Nos casos em que o motorista ou o proprietário do veículo é identificado, a concessionária pode cobrar o ressarcimento das despesas provocadas pelo acidente. O valor não corresponde apenas ao poste, mas pode incluir materiais, equipamentos, mão de obra e recursos utilizados na recuperação da rede.
Além dos danos materiais, colisões desse tipo oferecem risco aos ocupantes do veículo, pedestres e pessoas que se aproximam do local. Cabos rompidos podem permanecer energizados mesmo quando estão caídos no chão ou sobre o automóvel.
Desatenção e velocidade estão entre os fatores de risco
Conforme a distribuidora, desatenção, excesso de velocidade, desrespeito à sinalização, utilização do celular e embriaguez ao volante estão entre os principais fatores associados às colisões contra postes.
Para reduzir os riscos, a orientação é configurar o GPS antes de iniciar o deslocamento e manter o telefone no modo “não perturbe”. Caso seja necessário consultar ou manusear o aparelho, o motorista deve parar em um local seguro.
O respeito aos limites de velocidade e à sinalização também diminui o risco de perda de controle do veículo, especialmente durante a noite, em períodos de chuva ou em vias com tráfego intenso.
O que fazer depois de uma colisão
Em um acidente com poste, a área deve ser tratada como potencialmente energizada.

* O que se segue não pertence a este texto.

// The infra module contains implementations of core traits.
// Each feature implementation goes in its own submodule.

#[path = "moderation/mod.rs"]
pub mod moderation;
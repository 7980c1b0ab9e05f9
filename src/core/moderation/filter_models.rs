// Moderation domain models - configuration records the filter evaluates.
//
// These are pure domain types with no storage dependencies.
// The infra layer maps them to SQLite rows / JSON documents.

use crate::core::moderation::filter_service::FilterError;
use regex::{Regex, RegexBuilder};
use serde::{Deserialize, Serialize};

/// Mask token substituted for blocked words.
pub const MASK: &str = "***";

/// Match expression used by `url`-type rules regardless of the stored pattern.
const URL_PATTERN: &str = r"https?://\S+";

/// How a filter rule's stored pattern is turned into a match expression.
#[derive(Debug, Clone, Copy, PartialEq, Eq, Serialize, Deserialize)]
#[serde(rename_all = "lowercase")]
pub enum RuleType {
    /// Whole word, delimited by word boundaries.
    Word,
    /// Escaped literal substring.
    Pattern,
    /// Stored pattern used directly as a regular expression.
    Regex,
    /// Any http/https link; the stored pattern is ignored.
    Url,
}

impl RuleType {
    /// Convert to string representation for storage.
    pub fn as_str(&self) -> &'static str {
        match self {
            RuleType::Word => "word",
            RuleType::Pattern => "pattern",
            RuleType::Regex => "regex",
            RuleType::Url => "url",
        }
    }

    /// Parse from string representation.
    pub fn parse(s: &str) -> Option<Self> {
        match s {
            "word" => Some(RuleType::Word),
            "pattern" => Some(RuleType::Pattern),
            "regex" => Some(RuleType::Regex),
            "url" => Some(RuleType::Url),
            _ => None,
        }
    }
}

/// What happens when a filter rule matches.
#[derive(Debug, Clone, Copy, PartialEq, Eq, Serialize, Deserialize)]
#[serde(rename_all = "lowercase")]
pub enum RuleAction {
    /// Reject the submission outright; terminal for the whole check.
    Block,
    /// Substitute every match with the rule's replacement text.
    Replace,
    /// Hold the submission for human review.
    Review,
    /// Let the submission through but flag it.
    Warning,
}

impl RuleAction {
    pub fn as_str(&self) -> &'static str {
        match self {
            RuleAction::Block => "block",
            RuleAction::Replace => "replace",
            RuleAction::Review => "review",
            RuleAction::Warning => "warning",
        }
    }

    pub fn parse(s: &str) -> Option<Self> {
        match s {
            "block" => Some(RuleAction::Block),
            "replace" => Some(RuleAction::Replace),
            "review" => Some(RuleAction::Review),
            "warning" => Some(RuleAction::Warning),
            _ => None,
        }
    }
}

/// The verdict of one evaluation.
#[derive(Debug, Clone, Copy, PartialEq, Eq, Serialize, Deserialize)]
#[serde(rename_all = "lowercase")]
pub enum Outcome {
    Passed,
    Blocked,
    Replaced,
    Review,
    Warning,
}

impl Outcome {
    pub fn as_str(&self) -> &'static str {
        match self {
            Outcome::Passed => "passed",
            Outcome::Blocked => "blocked",
            Outcome::Replaced => "replaced",
            Outcome::Review => "review",
            Outcome::Warning => "warning",
        }
    }

    pub fn parse(s: &str) -> Option<Self> {
        match s {
            "passed" => Some(Outcome::Passed),
            "blocked" => Some(Outcome::Blocked),
            "replaced" => Some(Outcome::Replaced),
            "review" => Some(Outcome::Review),
            "warning" => Some(Outcome::Warning),
            _ => None,
        }
    }
}

impl std::fmt::Display for Outcome {
    fn fmt(&self, f: &mut std::fmt::Formatter<'_>) -> std::fmt::Result {
        f.write_str(self.as_str())
    }
}

/// Kind of content being checked. Carried through for audit logging only;
/// it does not change rule selection.
#[derive(Debug, Clone, Copy, PartialEq, Eq, Serialize, Deserialize)]
#[serde(rename_all = "lowercase")]
pub enum ContentCategory {
    Comment,
    Post,
    Message,
    Other,
}

impl ContentCategory {
    pub fn as_str(&self) -> &'static str {
        match self {
            ContentCategory::Comment => "comment",
            ContentCategory::Post => "post",
            ContentCategory::Message => "message",
            ContentCategory::Other => "other",
        }
    }

    pub fn parse(s: &str) -> Option<Self> {
        match s {
            "comment" => Some(ContentCategory::Comment),
            "post" => Some(ContentCategory::Post),
            "message" => Some(ContentCategory::Message),
            "other" => Some(ContentCategory::Other),
            _ => None,
        }
    }
}

impl std::fmt::Display for ContentCategory {
    fn fmt(&self, f: &mut std::fmt::Formatter<'_>) -> std::fmt::Result {
        f.write_str(self.as_str())
    }
}

/// A configured pattern with an associated action, evaluated against
/// submitted text in descending severity order.
#[derive(Debug, Clone, Serialize, Deserialize)]
pub struct FilterRule {
    pub id: i64,
    pub name: String,
    pub rule_type: RuleType,
    pub pattern: String,
    pub replacement: String,
    pub action: RuleAction,
    pub description: String,
    /// 1 (mild) to 10 (severe).
    pub severity: i32,
    pub is_active: bool,
    pub is_case_sensitive: bool,
    /// Advisory hit counter, incremented by the store on each match.
    pub match_count: i64,
}

impl FilterRule {
    /// Create a rule with the default replacement, active, case-insensitive.
    pub fn new(
        name: impl Into<String>,
        rule_type: RuleType,
        pattern: impl Into<String>,
        action: RuleAction,
        severity: i32,
    ) -> Self {
        Self {
            id: 0,
            name: name.into(),
            rule_type,
            pattern: pattern.into(),
            replacement: MASK.to_string(),
            action,
            description: String::new(),
            severity,
            is_active: true,
            is_case_sensitive: false,
            match_count: 0,
        }
    }

    /// The regex source this rule evaluates, derived from its type.
    fn effective_pattern(&self) -> String {
        match self.rule_type {
            RuleType::Word => format!(r"\b{}\b", regex::escape(&self.pattern)),
            RuleType::Pattern => regex::escape(&self.pattern),
            RuleType::Regex => self.pattern.clone(),
            RuleType::Url => URL_PATTERN.to_string(),
        }
    }

    /// Compile the match expression. A stored pattern can be malformed
    /// (only `regex`-type rules, the others are escaped); callers treat a
    /// compile failure as "rule does not match".
    pub fn compile(&self) -> Result<Regex, regex::Error> {
        RegexBuilder::new(&self.effective_pattern())
            .case_insensitive(!self.is_case_sensitive)
            .build()
    }

    /// Admin-entry validation: reject malformed patterns before they reach
    /// evaluation. Evaluation itself never relies on this.
    pub fn validate(&self) -> Result<(), FilterError> {
        self.compile().map(|_| ()).map_err(|e| FilterError::InvalidPattern {
            pattern: self.pattern.clone(),
            message: e.to_string(),
        })
    }
}

/// An exact-vocabulary entry always masked when found.
#[derive(Debug, Clone, Serialize, Deserialize)]
pub struct BlockedWord {
    pub id: i64,
    pub word: String,
    pub category: String,
    /// 1 (mild) to 10 (severe).
    pub severity: i32,
    pub is_active: bool,
}

impl BlockedWord {
    pub fn new(word: impl Into<String>, category: impl Into<String>, severity: i32) -> Self {
        Self {
            id: 0,
            word: word.into(),
            category: category.into(),
            severity,
            is_active: true,
        }
    }

    /// The case-insensitive matcher shared by detection and masking, so the
    /// two can never disagree on what counts as an occurrence.
    fn matcher(&self) -> Option<Regex> {
        RegexBuilder::new(&regex::escape(&self.word))
            .case_insensitive(true)
            .build()
            .ok()
    }

    /// Case-insensitive containment, using the same folding as `mask`.
    pub fn matches(&self, text: &str) -> bool {
        match self.matcher() {
            Some(re) => re.is_match(text),
            // Escaped literals always compile; exact-case fallback just in case.
            None => text.contains(&self.word),
        }
    }

    /// Mask every case-insensitive occurrence of the word.
    pub fn mask(&self, text: &str) -> String {
        match self.matcher() {
            Some(re) => re.replace_all(text, regex::NoExpand(MASK)).into_owned(),
            None => text.replace(&self.word, MASK),
        }
    }
}

/// A terminal, block-only detector for known spam signatures.
#[derive(Debug, Clone, Serialize, Deserialize)]
pub struct SpamPattern {
    pub id: i64,
    pub name: String,
    pub pattern: String,
    pub description: String,
    pub is_regex: bool,
    pub is_active: bool,
    /// Advisory hit counter, incremented by the store on each detection.
    pub detection_count: i64,
}

impl SpamPattern {
    pub fn new(name: impl Into<String>, pattern: impl Into<String>, is_regex: bool) -> Self {
        Self {
            id: 0,
            name: name.into(),
            pattern: pattern.into(),
            description: String::new(),
            is_regex,
            is_active: true,
            detection_count: 0,
        }
    }

    /// Whole-text match: regex if flagged, literal containment otherwise.
    /// A malformed regex is treated as non-matching.
    pub fn matches(&self, text: &str) -> bool {
        if self.is_regex {
            match Regex::new(&self.pattern) {
                Ok(re) => re.is_match(text),
                Err(err) => {
                    tracing::warn!(pattern = %self.name, %err, "malformed spam regex, treating as non-match");
                    false
                }
            }
        } else {
            text.contains(&self.pattern)
        }
    }

    pub fn validate(&self) -> Result<(), FilterError> {
        if !self.is_regex {
            return Ok(());
        }
        Regex::new(&self.pattern)
            .map(|_| ())
            .map_err(|e| FilterError::InvalidPattern {
                pattern: self.pattern.clone(),
                message: e.to_string(),
            })
    }
}

/// Something that matched during a check; returned to the caller for audit
/// logging. Spam pattern hits are deliberately not represented here.
#[derive(Debug, Clone, Serialize, Deserialize)]
pub enum MatchedItem {
    Rule(FilterRule),
    Word(BlockedWord),
}

impl MatchedItem {
    /// Display name used in audit records.
    pub fn name(&self) -> &str {
        match self {
            MatchedItem::Rule(rule) => &rule.name,
            MatchedItem::Word(word) => &word.word,
        }
    }
}

/// Result of checking one text submission.
#[derive(Debug, Clone)]
pub struct FilterVerdict {
    /// True only when nothing matched at all.
    pub is_clean: bool,
    /// Text after all replacements performed before any terminal block.
    pub filtered_text: String,
    /// Filter rules and blocked words that matched, in evaluation order.
    pub matched: Vec<MatchedItem>,
    pub outcome: Outcome,
}

impl FilterVerdict {
    /// Verdict for text no rule touched.
    pub fn passed(text: &str) -> Self {
        Self {
            is_clean: true,
            filtered_text: text.to_string(),
            matched: Vec::new(),
            outcome: Outcome::Passed,
        }
    }
}

#[cfg(test)]
mod tests {
    use super::*;

    #[test]
    fn test_rule_type_conversion() {
        for ty in [RuleType::Word, RuleType::Pattern, RuleType::Regex, RuleType::Url] {
            assert_eq!(RuleType::parse(ty.as_str()), Some(ty));
        }
        assert_eq!(RuleType::parse("bogus"), None);
    }

    #[test]
    fn test_outcome_conversion() {
        for outcome in [
            Outcome::Passed,
            Outcome::Blocked,
            Outcome::Replaced,
            Outcome::Review,
            Outcome::Warning,
        ] {
            assert_eq!(Outcome::parse(outcome.as_str()), Some(outcome));
        }
    }

    #[test]
    fn test_word_rule_respects_boundaries() {
        let rule = FilterRule::new("cat", RuleType::Word, "cat", RuleAction::Replace, 5);
        let re = rule.compile().unwrap();
        assert!(re.is_match("a cat sat"));
        assert!(!re.is_match("concatenate"));
    }

    #[test]
    fn test_pattern_rule_escapes_metacharacters() {
        let rule = FilterRule::new("dots", RuleType::Pattern, "a.b", RuleAction::Replace, 5);
        let re = rule.compile().unwrap();
        assert!(re.is_match("see a.b here"));
        assert!(!re.is_match("see axb here"));
    }

    #[test]
    fn test_url_rule_ignores_stored_pattern() {
        let rule = FilterRule::new("links", RuleType::Url, "http", RuleAction::Block, 7);
        let re = rule.compile().unwrap();
        assert!(re.is_match("visit https://example.org/x now"));
        assert!(re.is_match("visit http://x.com now"));
        assert!(!re.is_match("no links here"));
    }

    #[test]
    fn test_case_sensitive_flag() {
        let mut rule = FilterRule::new("secret", RuleType::Word, "Secret", RuleAction::Replace, 5);
        rule.is_case_sensitive = true;
        let re = rule.compile().unwrap();
        assert!(re.is_match("the Secret plan"));
        assert!(!re.is_match("the secret plan"));
    }

    #[test]
    fn test_validate_rejects_malformed_regex() {
        let rule = FilterRule::new("broken", RuleType::Regex, "(unclosed", RuleAction::Block, 5);
        assert!(rule.validate().is_err());

        let literal = FilterRule::new("fine", RuleType::Pattern, "(unclosed", RuleAction::Block, 5);
        assert!(literal.validate().is_ok());
    }

    #[test]
    fn test_blocked_word_masks_case_insensitively() {
        let word = BlockedWord::new("spam", "advertising", 8);
        assert!(word.matches("This is SPAM content"));
        assert_eq!(word.mask("This is SPAM content"), "This is *** content");
    }

    #[test]
    fn test_blocked_word_detection_and_masking_agree() {
        let word = BlockedWord::new("hi", "general", 5);
        // Dotted capital I lowercases to "i" plus a combining mark, which
        // naive lowercase containment counts as a hit the masking regex
        // cannot see. Detection and masking must fold the same way: a
        // detected word is always masked.
        for text in ["say HİX", "say HI", "say hi", "all clear"] {
            assert_eq!(word.matches(text), word.mask(text) != text, "diverged on {text:?}");
        }
        assert!(word.matches("say HI"));
        assert_eq!(word.mask("say HI"), "say ***");
    }

    #[test]
    fn test_spam_pattern_literal_and_regex() {
        let literal = SpamPattern::new("ad phrase", "click here", false);
        assert!(literal.matches("please click here now"));
        assert!(!literal.matches("please click there"));

        let runs = SpamPattern::new("exclamation runs", r"!{5,}", true);
        assert!(runs.matches("wow!!!!!!"));
        assert!(!runs.matches("wow!!"));
    }

    #[test]
    fn test_malformed_spam_regex_is_non_match() {
        let broken = SpamPattern::new("broken", "(unclosed", true);
        assert!(!broken.matches("(unclosed"));
        assert!(broken.validate().is_err());
    }
}
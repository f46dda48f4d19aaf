/// Compile-time settings for the window, the swapchain and the scene.
#[derive(Debug, Clone, Copy, PartialEq)]
pub struct Config {
    pub title: &'static str,
    pub width: u32,
    pub height: u32,
    pub min_size: f64,
    pub frames_in_flight: usize,
    /// GL default clear color, transparent black.
    pub clear_color: [f32; 4],
    /// Degrees added to the rotation angle every frame.
    pub angle_step: f32,
    /// Stop after this many frames; `None` runs until the window closes.
    pub frame_limit: Option<u64>,
}

impl Default for Config {
    fn default() -> Self {
        Config {
            title: "spinning triangles",
            width: 1024,
            height: 768,
            min_size: 64.0,
            frames_in_flight: 2,
            clear_color: [0.0, 0.0, 0.0, 0.0],
            angle_step: 1.0,
            frame_limit: None,
        }
    }
}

Motoristas, passageiros e testemunhas não devem tocar em cabos caídos nem tentar retirar fios, galhos ou equipamentos da pista.
Também é necessário impedir que outras pessoas se aproximem até a chegada das equipes responsáveis. A recomendação é comunicar imediatamente a ocorrência aos serviços de emergência e à concessionária.
Os chamados podem ser realizados pelos seguintes números:
- Serviço de Atendimento Móvel de Urgência (Samu): 192;
- Corpo de Bombeiros: 193;
- Central de atendimento da Equatorial Maranhão: 116.
A concessionária reforça que a prevenção desses acidentes protege vidas e evita interrupções que podem afetar simultaneamente residências, empresas e serviços essenciais.